Sunday 31 December 2023

Boat Quay and Shenton Way

It was one of those afternoons where, after having a most wonderful brunch at one of the nicest brunch places in town, I decided it a kind of waste to just head home straight. 

So, what with us being in the heart of Raffles Place, what with it being a quiet weekend during the annual end-year holiday season, I thought it cool to just take a lovely gander around the 'hood. 

You know, it's interesting how a place can feel entirely different when filled with alternate energies, and since I'd been curious about Raffles Place- and her surroundings- minus the (endless) rushing and the crowds for a very long time, today was an opportunity I didn't want to miss.

There was no definite destination where I wanted to go, so, coming out the lift from CapitaSpring, we simply strolled along the length of the airy ground floor lobby towards Chulia Street separating Market Street Hawker Center with the towers of UOB opposite.  

It wasn't my plan to walk along Chulia Street- I'm pretty much familiar with where it goes- so along Circular Road I went, happily standing in the middle of the nearly empty road for a couple of pictures which on busier days I would never have done.

It isn't every day I have the freedom to stand in the middle of this road, turn 360 degrees to take pictures of my surroundings and have no vehicle honk its horn at me. 
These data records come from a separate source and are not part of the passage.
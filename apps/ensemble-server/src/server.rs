//! HTTP host: routes broker calls to registered agents.

use std::sync::Arc;

use anyhow::Context;
use axum::extract::{Path, State};
use axum::http::{StatusCode, Uri};
use axum::routing::{get, post};
use axum::{Json, Router};
use serde::Serialize;
use serde_json::json;

use ensemble_api::{AgentTaskRequest, AgentTaskResponse};
use ensemble_broker::{AgentDefinition, BrokerClient, BrokerClientConfig};
use ensemble_config::{EnsembleConfig, ServiceConfig};
use ensemble_core::{run, AgentRegistry};

#[derive(Clone)]
struct AppState {
    registry: Arc<AgentRegistry>,
}

#[derive(Debug, Serialize)]
struct ErrorBody {
    code: String,
    message: String,
}

pub async fn run_server(
    config: EnsembleConfig,
    registry: AgentRegistry,
    skip_registration: bool,
) -> anyhow::Result<()> {
    let registry = Arc::new(registry);

    if skip_registration {
        tracing::warn!("skipping broker catalog registration");
    } else {
        register_agents(&config, &registry)
            .await
            .context("broker registration failed")?;
    }

    let state = AppState {
        registry: registry.clone(),
    };
    let app = build_router(state, config.service.base_path.as_deref());

    let listener = tokio::net::TcpListener::bind(config.service.listen.as_str())
        .await
        .context("bind server listener failed")?;
    println!(
        "ensemble-server listening on http://{} ({} agents)",
        config.service.listen,
        registry.len()
    );
    axum::serve(listener, app)
        .await
        .context("server terminated with error")
}

fn build_router(state: AppState, base_path: Option<&str>) -> Router {
    let routes = Router::new()
        .route("/health", get(health))
        .route("/agents/{agent}/tasks", post(execute_task))
        .route("/agents/{agent}/info", get(agent_info));

    let app = match base_path {
        Some(prefix) => Router::new().nest(prefix, routes),
        None => routes,
    };

    app.fallback(unknown_route).with_state(state)
}

/// Announce every registered agent to the broker catalog.
async fn register_agents(config: &EnsembleConfig, registry: &AgentRegistry) -> anyhow::Result<()> {
    if config.service.base_url.trim().is_empty() {
        anyhow::bail!("service.base_url must be set before agents can be registered");
    }

    let client = BrokerClient::new(BrokerClientConfig {
        base_url: config.broker.url.clone(),
        token: config.broker.resolve_token(),
        timeout_secs: config.broker.timeout_secs,
    })
    .context("build broker client failed")?;

    let public_base = public_base_url(&config.service);
    for manifest in registry.manifests() {
        let definition = AgentDefinition::from_manifest(&manifest, &public_base);
        client
            .register_agent(&definition)
            .await
            .with_context(|| format!("register agent '{}' failed", definition.name))?;
    }

    tracing::info!(agents = registry.len(), "broker registration complete");
    Ok(())
}

/// Public URL prefix the broker reaches this host under.
fn public_base_url(service: &ServiceConfig) -> String {
    let base = service.base_url.trim_end_matches('/');
    match &service.base_path {
        Some(path) => format!("{}{}", base, path.trim_end_matches('/')),
        None => base.to_string(),
    }
}

async fn health() -> Json<serde_json::Value> {
    Json(json!({"status":"ok"}))
}

async fn execute_task(
    State(state): State<AppState>,
    Path(agent): Path<String>,
    Json(request): Json<AgentTaskRequest>,
) -> Result<Json<AgentTaskResponse>, (StatusCode, Json<ErrorBody>)> {
    let Some(registered) = state.registry.by_path(&agent) else {
        return Err(agent_not_found(&agent));
    };
    Ok(Json(run(&registered, request).await))
}

async fn agent_info(
    State(state): State<AppState>,
    Path(agent): Path<String>,
) -> Result<Json<serde_json::Value>, (StatusCode, Json<ErrorBody>)> {
    let Some(registered) = state.registry.by_path(&agent) else {
        return Err(agent_not_found(&agent));
    };
    Ok(Json(registered.manifest().info()))
}

async fn unknown_route(uri: Uri) -> (StatusCode, Json<ErrorBody>) {
    (
        StatusCode::NOT_FOUND,
        Json(ErrorBody {
            code: "not_found".to_string(),
            message: format!("no route for '{}'", uri.path()),
        }),
    )
}

fn agent_not_found(agent: &str) -> (StatusCode, Json<ErrorBody>) {
    (
        StatusCode::NOT_FOUND,
        Json(ErrorBody {
            code: "not_found".to_string(),
            message: format!("no agent registered under path '{}'", agent),
        }),
    )
}
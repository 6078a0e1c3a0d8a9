mod agents;
mod server;

use std::path::PathBuf;

use anyhow::Context;
use clap::Parser;

#[derive(Debug, Parser)]
#[command(name = "ensemble-server", about = "Ensemble agent host")]
struct Args {
    /// Path to the host configuration file.
    #[arg(long, default_value = "config/ensemble.yaml")]
    config: PathBuf,
    /// Listen address override.
    #[arg(long)]
    listen: Option<String>,
    /// Skip broker catalog registration at startup.
    #[arg(long)]
    skip_registration: bool,
}

#[tokio::main]
async fn main() -> anyhow::Result<()> {
    init_tracing();
    let args = Args::parse();

    let mut config = ensemble_config::load_config(&args.config)
        .with_context(|| format!("load config from {} failed", args.config.display()))?;
    if let Some(listen) = args.listen {
        config.service.listen = listen;
    }

    let registry = agents::build_registry().context("build agent registry failed")?;
    server::run_server(config, registry, args.skip_registration).await
}

fn init_tracing() {
    let filter = tracing_subscriber::EnvFilter::try_from_default_env()
        .unwrap_or_else(|_| tracing_subscriber::EnvFilter::new("info"));
    let _ = tracing_subscriber::fmt()
        .with_env_filter(filter)
        .with_target(true)
        .try_init();
}
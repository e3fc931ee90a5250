//! NetnsMgr - namespace listing, namespace detail and routes

use futures::future::join_all;
use std::sync::Arc;
use tracing::{debug, info, instrument, warn};

use hostnet_common::{CommandRunner, HostnetConfig, HostnetError, HostnetResult};

use crate::commands::{
    build_add_route_cmd, build_list_links_cmd, build_list_namespaces_cmd, build_list_routes_cmd,
    build_port_to_bridge_cmd,
};
use crate::parsers::{parse_interfaces, parse_namespace_list, parse_routes};
use crate::types::{AddRouteRequest, InterfaceInfo, Namespace, NamespaceDetail};

/// NetnsMgr inspects network namespaces through a [`CommandRunner`]
#[derive(Clone)]
pub struct NetnsMgr {
    runner: Arc<dyn CommandRunner>,
    config: Arc<HostnetConfig>,
}

impl NetnsMgr {
    /// Creates a new NetnsMgr
    pub fn new(runner: Arc<dyn CommandRunner>, config: Arc<HostnetConfig>) -> Self {
        Self { runner, config }
    }

    /// List named namespaces; the host namespace is never included
    #[instrument(skip(self))]
    pub async fn list_namespaces(&self) -> HostnetResult<Vec<String>> {
        let output = self
            .runner
            .run(&build_list_namespaces_cmd(&self.config.tools))
            .await?;
        Ok(parse_namespace_list(&output))
    }

    /// Fail with NotFound unless `namespace` exists
    ///
    /// The host namespace always exists and costs no lookup.
    pub async fn ensure_exists(&self, namespace: &Namespace) -> HostnetResult<()> {
        let Namespace::Named(name) = namespace else {
            return Ok(());
        };

        let namespaces = self.list_namespaces().await?;
        if namespaces.iter().any(|ns| ns == name) {
            Ok(())
        } else {
            debug!("Namespace {} not in {:?}", name, namespaces);
            Err(HostnetError::namespace_not_found(name.as_str()))
        }
    }

    /// Interfaces with their OVS bridge membership, plus routes
    ///
    /// Existence is checked before any link or route query. Interface and
    /// route listings run concurrently and must both succeed; the per-interface
    /// bridge lookups then run concurrently and degrade individually.
    #[instrument(skip(self, namespace), fields(namespace = %namespace))]
    pub async fn namespace_detail(&self, namespace: &Namespace) -> HostnetResult<NamespaceDetail> {
        self.ensure_exists(namespace).await?;

        let tools = &self.config.tools;
        let link_cmd = build_list_links_cmd(tools, namespace);
        let route_cmd = build_list_routes_cmd(tools, namespace);
        let (links, routes) =
            tokio::try_join!(self.runner.run(&link_cmd), self.runner.run(&route_cmd))?;

        let names = parse_interfaces(&links);
        let interfaces = join_all(names.iter().map(|name| self.bridge_membership(name))).await;

        Ok(NamespaceDetail {
            namespace: namespace.clone(),
            count: interfaces.len(),
            interfaces,
            routes: parse_routes(&routes),
        })
    }

    async fn bridge_membership(&self, interface: &str) -> InterfaceInfo {
        let cmd = build_port_to_bridge_cmd(&self.config.tools, interface);
        match self.runner.run(&cmd).await {
            Ok(bridge) if !bridge.trim().is_empty() => {
                InterfaceInfo::on_bridge(interface, bridge.trim())
            }
            Ok(_) => InterfaceInfo::not_ovs(interface),
            Err(HostnetError::CommandFailed { .. }) => InterfaceInfo::not_ovs(interface),
            Err(e) => {
                warn!("Bridge lookup for {} failed: {}", interface, e);
                InterfaceInfo::lookup_error(interface)
            }
        }
    }

    /// Normalized routes of a namespace
    #[instrument(skip(self, namespace), fields(namespace = %namespace))]
    pub async fn list_routes(&self, namespace: &Namespace) -> HostnetResult<Vec<String>> {
        let output = self
            .runner
            .run(&build_list_routes_cmd(&self.config.tools, namespace))
            .await?;
        Ok(parse_routes(&output))
    }

    /// Add a route inside a namespace
    #[instrument(
        skip(self, namespace, request),
        fields(namespace = %namespace, destination = %request.destination)
    )]
    pub async fn add_route(
        &self,
        namespace: &Namespace,
        request: &AddRouteRequest,
    ) -> HostnetResult<()> {
        let route = request.validate()?;
        self.runner
            .run(&build_add_route_cmd(&self.config.tools, namespace, &route))
            .await?;
        info!("Added route {} in namespace {}", route.destination, namespace);
        Ok(())
    }
}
So, yes, glad I was to see the row of shop houses looking so vintage after the short burst of rains, glad I was to see the towers of United Overseas Bank rise high above the same (heritage) shop houses, and glad I was to take pictures of what I feel Circular Road is really like. 
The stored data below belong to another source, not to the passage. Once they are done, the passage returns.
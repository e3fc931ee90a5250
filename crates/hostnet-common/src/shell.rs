//! External command execution for hostnet managers.
//!
//! Commands are described by an [`Invocation`]. The argv form runs the
//! executable directly with an explicit argument list and never touches a
//! shell; the shell form exists for the few lookups that need a pipeline and
//! must only ever be built from validated, [`shellquote`]d tokens.
//!
//! Managers do not call [`ShellRunner`] directly. They hold an
//! `Arc<dyn CommandRunner>` so tests can substitute a scripted runner.
//!
//! # Example
//!
//! ```ignore
//! use hostnet_common::shell::{CommandRunner, Invocation, ShellRunner};
//!
//! let runner = ShellRunner::default();
//! let bridges = runner.run(&Invocation::argv("ovs-vsctl", ["list-br"])).await?;
//! ```

use async_trait::async_trait;
use once_cell::sync::Lazy;
use regex::Regex;
use std::fmt;
use std::process::Stdio;
use tokio::process::Command;

use crate::error::{HostnetError, HostnetResult};

/// Default shell used for [`Invocation::Shell`] commands.
pub const SH_CMD: &str = "/bin/sh";

/// Regex for characters that need escaping in shell double-quotes.
/// Matches: $, `, ", \, and newline
static SHELL_ESCAPE_RE: Lazy<Regex> =
    Lazy::new(|| Regex::new(r#"([$`"\\\n])"#).expect("Invalid regex pattern"));

/// Quotes a string for safe use in shell commands.
///
/// Wraps the string in double quotes and escapes `$`, `` ` ``, `"`, `\` and
/// newline.
///
/// ```
/// use hostnet_common::shell::shellquote;
///
/// assert_eq!(shellquote("vxlan0"), "\"vxlan0\"");
/// assert_eq!(shellquote("with$var"), "\"with\\$var\"");
/// ```
pub fn shellquote(s: &str) -> String {
    let escaped = SHELL_ESCAPE_RE.replace_all(s, r"\$1");
    format!("\"{}\"", escaped)
}

/// A single external command to run.
#[derive(Debug, Clone, PartialEq, Eq)]
pub enum Invocation {
    /// Executable plus explicit argument vector; no shell involved.
    Argv {
        /// Executable name or path.
        program: String,
        /// Arguments passed verbatim.
        args: Vec<String>,
    },
    /// Command line interpreted by `sh -c`.
    Shell(String),
}

impl Invocation {
    /// Builds an argv invocation.
    pub fn argv<I, S>(program: impl Into<String>, args: I) -> Self
    where
        I: IntoIterator<Item = S>,
        S: Into<String>,
    {
        Self::Argv {
            program: program.into(),
            args: args.into_iter().map(Into::into).collect(),
        }
    }

    /// Builds a shell invocation.
    pub fn shell(command_line: impl Into<String>) -> Self {
        Self::Shell(command_line.into())
    }

    /// Returns true if this invocation goes through a shell.
    pub fn is_shell(&self) -> bool {
        matches!(self, Invocation::Shell(_))
    }
}

impl fmt::Display for Invocation {
    fn fmt(&self, f: &mut fmt::Formatter<'_>) -> fmt::Result {
        match self {
            Invocation::Argv { program, args } => {
                write!(f, "{}", program)?;
                for arg in args {
                    write!(f, " {}", arg)?;
                }
                Ok(())
            }
            Invocation::Shell(line) => write!(f, "{}", line),
        }
    }
}

/// Result of a command execution.
#[derive(Debug, Clone)]
pub struct ExecResult {
    /// The exit code of the command (0 = success, -1 = killed by signal).
    pub exit_code: i32,
    /// Standard output with surrounding whitespace trimmed.
    pub stdout: String,
    /// Standard error with surrounding whitespace trimmed.
    pub stderr: String,
}

impl ExecResult {
    /// Returns true if the command succeeded (exit code 0).
    pub fn success(&self) -> bool {
        self.exit_code == 0
    }

    /// Diagnostic text reported for a failed command.
    ///
    /// This is stderr verbatim, or a generic message if stderr was empty.
    pub fn failure_output(&self) -> String {
        if self.stderr.is_empty() {
            format!("command exited with status {}", self.exit_code)
        } else {
            self.stderr.clone()
        }
    }
}

/// Executes an invocation and captures its output.
///
/// Returns `Err` only when the process could not be spawned; a non-zero exit
/// is reported through [`ExecResult::exit_code`].
pub async fn exec(invocation: &Invocation, shell: &str) -> HostnetResult<ExecResult> {
    tracing::debug!(command = %invocation, "Executing command");

    let mut command = match invocation {
        Invocation::Argv { program, args } => {
            let mut command = Command::new(program);
            command.args(args);
            command
        }
        Invocation::Shell(line) => {
            let mut command = Command::new(shell);
            command.arg("-c").arg(line);
            command
        }
    };

    let output = command
        .stdin(Stdio::null())
        .stdout(Stdio::piped())
        .stderr(Stdio::piped())
        .output()
        .await
        .map_err(|e| HostnetError::Spawn {
            command: invocation.to_string(),
            source: e,
        })?;

    let exit_code = output.status.code().unwrap_or(-1);
    let stdout = String::from_utf8_lossy(&output.stdout).trim().to_string();
    let stderr = String::from_utf8_lossy(&output.stderr).trim().to_string();

    let result = ExecResult {
        exit_code,
        stdout,
        stderr,
    };

    if result.success() {
        tracing::trace!(command = %invocation, "Command succeeded");
    } else {
        tracing::debug!(
            command = %invocation,
            exit_code = exit_code,
            stderr = %result.stderr,
            "Command failed"
        );
    }

    Ok(result)
}

/// Executes an invocation and returns an error on non-zero exit.
///
/// # Returns
///
/// * `Ok(String)` - trimmed stdout on success
/// * `Err(HostnetError::CommandFailed)` - non-zero exit, carrying stderr
/// * `Err(HostnetError::Spawn)` - the process could not be started
pub async fn exec_or_throw(invocation: &Invocation, shell: &str) -> HostnetResult<String> {
    let result = exec(invocation, shell).await?;
    if result.success() {
        Ok(result.stdout)
    } else {
        Err(HostnetError::CommandFailed {
            command: invocation.to_string(),
            exit_code: result.exit_code,
            output: result.failure_output(),
        })
    }
}

/// Runs external commands on behalf of the managers.
///
/// Implementations must be safe to call concurrently: aggregators issue many
/// independent invocations at once and re-associate results by key.
#[async_trait]
pub trait CommandRunner: Send + Sync {
    /// Runs the invocation and returns its trimmed stdout.
    async fn run(&self, invocation: &Invocation) -> HostnetResult<String>;
}

/// Production runner backed by `tokio::process`.
#[derive(Debug, Clone)]
pub struct ShellRunner {
    shell: String,
}

impl ShellRunner {
    /// Creates a runner that uses `shell` for [`Invocation::Shell`] commands.
    pub fn new(shell: impl Into<String>) -> Self {
        Self {
            shell: shell.into(),
        }
    }
}

impl Default for ShellRunner {
    fn default() -> Self {
        Self::new(SH_CMD)
    }
}

#[async_trait]
impl CommandRunner for ShellRunner {
    async fn run(&self, invocation: &Invocation) -> HostnetResult<String> {
        exec_or_throw(invocation, &self.shell).await
    }
}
Over here we had to decide.

Ought we to walk down towards South Bridge Road then Clarke Quay, or ought we to make a U-turn and go further down towards Raffles Place and the Singapore River?

The latter won. 

Perhaps it felt apt (somehow) that on the last day of the year 2023 I should stop by the waters of the Singapore River (and smile).

So we did. 

Again this might be a very familiar sight to those who work in the area or whom often pass by, but all this (thank God) is still somewhat fresh to me and today, away from the people and the passersby, I thought she seemed quieter.

Very much like how the Singapore River- when seen in her full natural force- ought to be.  



I don't know how it is, though.

It might have been the wide ripples of water streaking across her surface. 

It might also have been the color of the waters today that surprisingly were an algae green. 

I decided not to stay too long here, however. 

There's a limit to how contemplative a person makes themselves out to be.

So, back up towards the entrance of Raffles Place MRT we went, across the open space with the pigeons and the swings, and towards the corner where I took a picture of a classic-looking building yet ironically whose name I do not know. 

It might have been One Finlayson Green. 

It might have been AIA Singapore or the Asia Insurance Building or something within the block.

But it wasn't the building that holds present-day Ascott.

That much I knew. 

Was it a kind of a farewell that I was saying? 

Maybe. 

But also with a breath of thankfulness because, regardless of what it were, there had been the place, there had been the resources, there had been the resource to pay the resources and there had been the arguments that finally settled it all. 

There were a good number of things to be thankful for. 

To have come through the year, for instance, even though my memory very clearly still saw January's me sitting at the bench outside this Prudential Tower listening to John Denver's Take Me Home Country Road. 

Perhaps thinking of a person who lived 70 over years of age put me in a bit of a timeless mood.

But onwards I decided to admire the heritage buildings of Robinson Road,  so right opposite the Prudential Tower across the road, I took a picture of this building (it used to be a restaurant called Swan something) and further down, past Lau Pa Sat, the old Cable & Wireless Building that is now Hotel Telegraph and whose name I think suits the place well.